Under the proposal, in-state undergraduate tuition at UNC-Chapel Hill would go up $160, to $3,705, while tuition at North Carolina State University would increase by $93, to $3,860. Tuition at North Carolina Central University would go to $2,218, up $93, and Fayetteville State University tuition would go up by $79, to $1,826.

The proposal, which the UNC Board of Governors will discuss on Friday, would increase in-state tuition across the 16 campuses by an average of 2.8 percent, rather than the 3.8 percent the various chancellors requested.

Last year, tuition went up by an average of 1.2 percent.

Bowles asked the Board of Governors to allow chancellors to use at least 40 percent of the extra tuition revenue for financial aid, predicting that more families would seek help paying for college. The remainder of the money would be used at the discretion of each chancellor for expenses such as reducing class sizes, ensuring libraries and laboratories remain accessible and maintaining university buildings, he said.

The UNC system implemented a 6.5 percent cap on tuition increases several years ago to keep spiraling higher education costs in check so that it remained affordable to most families.

Bowles asked the Board of Governors in a memo to cut that cap to 4.5 percent.

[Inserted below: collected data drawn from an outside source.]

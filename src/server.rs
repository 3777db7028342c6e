//! HTTP application assembly.

use std::sync::Arc;

use axum::routing::get;
use axum::{Json, Router};
use tower::ServiceBuilder;
use tower_http::cors::CorsLayer;
use tower_http::trace::TraceLayer;

use crate::config::ServerConfig;
use crate::preferences::{PreferencesRouteState, PreferencesStore, preferences_routes};
use crate::store::Database;
use crate::tracker::{Tracker, TrackerRouteState, tracker_routes};

/// GET /health
async fn health() -> Json<serde_json::Value> {
    Json(serde_json::json!({
        "status": "ok",
        "service": "yatt-tasks",
    }))
}

/// Build the full router over a shared database handle.
pub fn app(db: Arc<dyn Database>, config: &ServerConfig) -> Router {
    let tracker = Arc::new(Tracker::new(
        Arc::clone(&db),
        config.paging,
        config.enforce_assignee_eligibility,
    ));
    let preferences = Arc::new(PreferencesStore::new(db));

    let router = Router::new()
        .route("/health", get(health))
        .merge(tracker_routes(TrackerRouteState { tracker }))
        .merge(preferences_routes(PreferencesRouteState { store: preferences }))
        .layer(ServiceBuilder::new().layer(TraceLayer::new_for_http()));

    if config.cors_permissive {
        router.layer(CorsLayer::permissive())
    } else {
        router
    }
}
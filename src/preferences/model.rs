//! Per-user display preferences.

use chrono::{DateTime, Utc};
use serde::{Deserialize, Serialize};
use uuid::Uuid;

/// Column ordering a user chose for item listings.
#[derive(Debug, Clone, PartialEq, Serialize, Deserialize)]
#[serde(rename_all = "camelCase")]
pub struct UserPreferences {
    pub user_id: Uuid,
    /// Column names, left to right.
    pub column_order: Vec<String>,
    pub updated_at: DateTime<Utc>,
}

impl UserPreferences {
    pub fn new(user_id: Uuid, column_order: Vec<String>) -> Self {
        Self {
            user_id,
            column_order,
            updated_at: Utc::now(),
        }
    }
}

/// Body of `PUT /user-preferences/{userId}`.
#[derive(Debug, Clone, Deserialize)]
#[serde(rename_all = "camelCase")]
pub struct PreferencesUpdate {
    #[serde(default)]
    pub column_order: Vec<String>,
}
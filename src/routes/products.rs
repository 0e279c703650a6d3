use axum::{
    Json, Router,
    extract::State,
    http::StatusCode,
    routing::get,
};

use crate::{
    dto::products::{
        CategoryList, CreateProductRequest, ProductEnvelope, ProductPage, SearchPage,
        SuggestionList, UpdateProductRequest,
    },
    error::AppResult,
    middleware::auth::AuthUser,
    models::Product,
    response::MessageResponse,
    routes::{
        extract::{ApiJson, IdPath},
        params::ProductQuery,
    },
    services::product_service,
    state::AppState,
};

pub fn router() -> Router<AppState> {
    Router::new()
        .route("/", get(list_products).post(create_product))
        .route("/search", get(search_products))
        .route("/search/suggestions", get(search_suggestions))
        .route("/categories", get(list_categories))
        .route(
            "/{id}",
            get(get_product).put(update_product).delete(delete_product),
        )
}

#[utoipa::path(
    get,
    path = "/products",
    params(
        ("q" = Option<String>, Query, description = "Substring of name, description or tags"),
        ("category" = Option<String>, Query, description = "Substring of category"),
        ("min_price" = Option<f64>, Query, description = "Inclusive lower price bound"),
        ("max_price" = Option<f64>, Query, description = "Inclusive upper price bound"),
        ("date_from" = Option<String>, Query, description = "Created at or after (ISO-8601)"),
        ("date_to" = Option<String>, Query, description = "Created at or before (ISO-8601)"),
        ("created_by" = Option<i32>, Query, description = "Creator id"),
        ("creator_username" = Option<String>, Query, description = "Substring of creator username"),
        ("sort_by" = Option<String>, Query, description = "name, price, created_at, updated_at, category"),
        ("sort_order" = Option<String>, Query, description = "asc or desc, default desc"),
        ("page" = Option<i64>, Query, description = "Page number, default 1"),
        ("per_page" = Option<i64>, Query, description = "Items per page, default 10, max 100"),
    ),
    responses(
        (status = 200, description = "Active products", body = ProductPage)
    ),
    tag = "Products"
)]
pub async fn list_products(
    State(state): State<AppState>,
    query: ProductQuery,
) -> AppResult<Json<ProductPage>> {
    let page = product_service::list_products(&state, query).await?;
    Ok(Json(page))
}

#[utoipa::path(
    get,
    path = "/products/search",
    params(
        ("q" = Option<String>, Query, description = "Substring of name, description or tags"),
        ("category" = Option<String>, Query, description = "Substring of category"),
        ("min_price" = Option<f64>, Query, description = "Inclusive lower price bound"),
        ("max_price" = Option<f64>, Query, description = "Inclusive upper price bound"),
        ("date_from" = Option<String>, Query, description = "Created at or after (ISO-8601)"),
        ("date_to" = Option<String>, Query, description = "Created at or before (ISO-8601)"),
        ("created_by" = Option<i32>, Query, description = "Creator id"),
        ("creator_username" = Option<String>, Query, description = "Substring of creator username"),
        ("sort_by" = Option<String>, Query, description = "relevance (newest first), name, price, created_at, updated_at, category"),
        ("sort_order" = Option<String>, Query, description = "asc or desc, default desc"),
        ("page" = Option<i64>, Query, description = "Page number, default 1"),
        ("per_page" = Option<i64>, Query, description = "Items per page, default 10, max 100"),
    ),
    responses(
        (status = 200, description = "Matching active products with search statistics", body = SearchPage)
    ),
    tag = "Products"
)]
pub async fn search_products(
    State(state): State<AppState>,
    query: ProductQuery,
) -> AppResult<Json<SearchPage>> {
    let page = product_service::search_products(&state, query).await?;
    Ok(Json(page))
}

#[utoipa::path(
    get,
    path = "/products/search/suggestions",
    params(
        ("q" = Option<String>, Query, description = "Partial input, at least 2 characters")
    ),
    responses(
        (status = 200, description = "Up to 8 suggestions", body = SuggestionList)
    ),
    tag = "Products"
)]
pub async fn search_suggestions(
    State(state): State<AppState>,
    query: ProductQuery,
) -> AppResult<Json<SuggestionList>> {
    let suggestions = product_service::search_suggestions(&state, query.q).await?;
    Ok(Json(SuggestionList { suggestions }))
}

#[utoipa::path(
    get,
    path = "/products/categories",
    responses(
        (status = 200, description = "Distinct categories of active products", body = CategoryList)
    ),
    tag = "Products"
)]
pub async fn list_categories(State(state): State<AppState>) -> AppResult<Json<CategoryList>> {
    let categories = product_service::list_categories(&state).await?;
    Ok(Json(CategoryList { categories }))
}

#[utoipa::path(
    get,
    path = "/products/{id}",
    params(
        ("id" = i32, Path, description = "Product ID")
    ),
    responses(
        (status = 200, description = "Get product", body = Product),
        (status = 404, description = "Product not found"),
    ),
    tag = "Products"
)]
pub async fn get_product(
    IdPath(id): IdPath,
    State(state): State<AppState>,
) -> AppResult<Json<Product>> {
    let product = product_service::get_product(&state, id).await?;
    Ok(Json(product))
}

#[utoipa::path(
    post,
    path = "/products",
    request_body = CreateProductRequest,
    responses(
        (status = 201, description = "Create product", body = ProductEnvelope),
        (status = 400, description = "Validation failed"),
        (status = 401, description = "Missing or invalid token"),
    ),
    security(("bearer_auth" = [])),
    tag = "Products"
)]
pub async fn create_product(
    State(state): State<AppState>,
    user: AuthUser,
    ApiJson(payload): ApiJson<CreateProductRequest>,
) -> AppResult<(StatusCode, Json<ProductEnvelope>)> {
    let product = product_service::create_product(&state, &user, payload).await?;
    Ok((
        StatusCode::CREATED,
        Json(ProductEnvelope {
            message: "Product created successfully".into(),
            product,
        }),
    ))
}

#[utoipa::path(
    put,
    path = "/products/{id}",
    params(
        ("id" = i32, Path, description = "Product ID")
    ),
    request_body = UpdateProductRequest,
    responses(
        (status = 200, description = "Updated product", body = ProductEnvelope),
        (status = 403, description = "Permission denied"),
        (status = 404, description = "Product not found"),
    ),
    security(("bearer_auth" = [])),
    tag = "Products"
)]
pub async fn update_product(
    State(state): State<AppState>,
    user: AuthUser,
    IdPath(id): IdPath,
    ApiJson(payload): ApiJson<UpdateProductRequest>,
) -> AppResult<Json<ProductEnvelope>> {
    let product = product_service::update_product(&state, &user, id, payload).await?;
    Ok(Json(ProductEnvelope {
        message: "Product updated successfully".into(),
        product,
    }))
}

#[utoipa::path(
    delete,
    path = "/products/{id}",
    params(
        ("id" = i32, Path, description = "Product ID")
    ),
    responses(
        (status = 200, description = "Product deactivated", body = MessageResponse),
        (status = 403, description = "Permission denied"),
        (status = 404, description = "Product not found"),
    ),
    security(("bearer_auth" = [])),
    tag = "Products"
)]
pub async fn delete_product(
    State(state): State<AppState>,
    user: AuthUser,
    IdPath(id): IdPath,
) -> AppResult<Json<MessageResponse>> {
    product_service::delete_product(&state, &user, id).await?;
    Ok(Json(MessageResponse::new("Product deleted successfully")))
}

"North Carolina families cannot afford a 6.5 percent increase in undergraduate tuition and fees. At the same time, we need additional resources and the flexibility to use those resources wisely in order to lessen the impact of this recession and related budget cuts on our university," he wrote.

To help erase a growing budget deficit, the state has pulled $150 million from the UNC system's annual appropriation. Bowles said those cuts damage the quality of education the system can offer, but he said he believes UNC can absorb 5 to 6 percent cuts for another 18 months to help the state get through its budget crisis.

"I am a team player, and because I understand the depths of this economic crisis, I have not whined or complained about the university having to bear our share of the pain. But cuts of this magnitude cannot continue permanently if we are to preserve the quality of education our students need and deserve," he wrote in the memo.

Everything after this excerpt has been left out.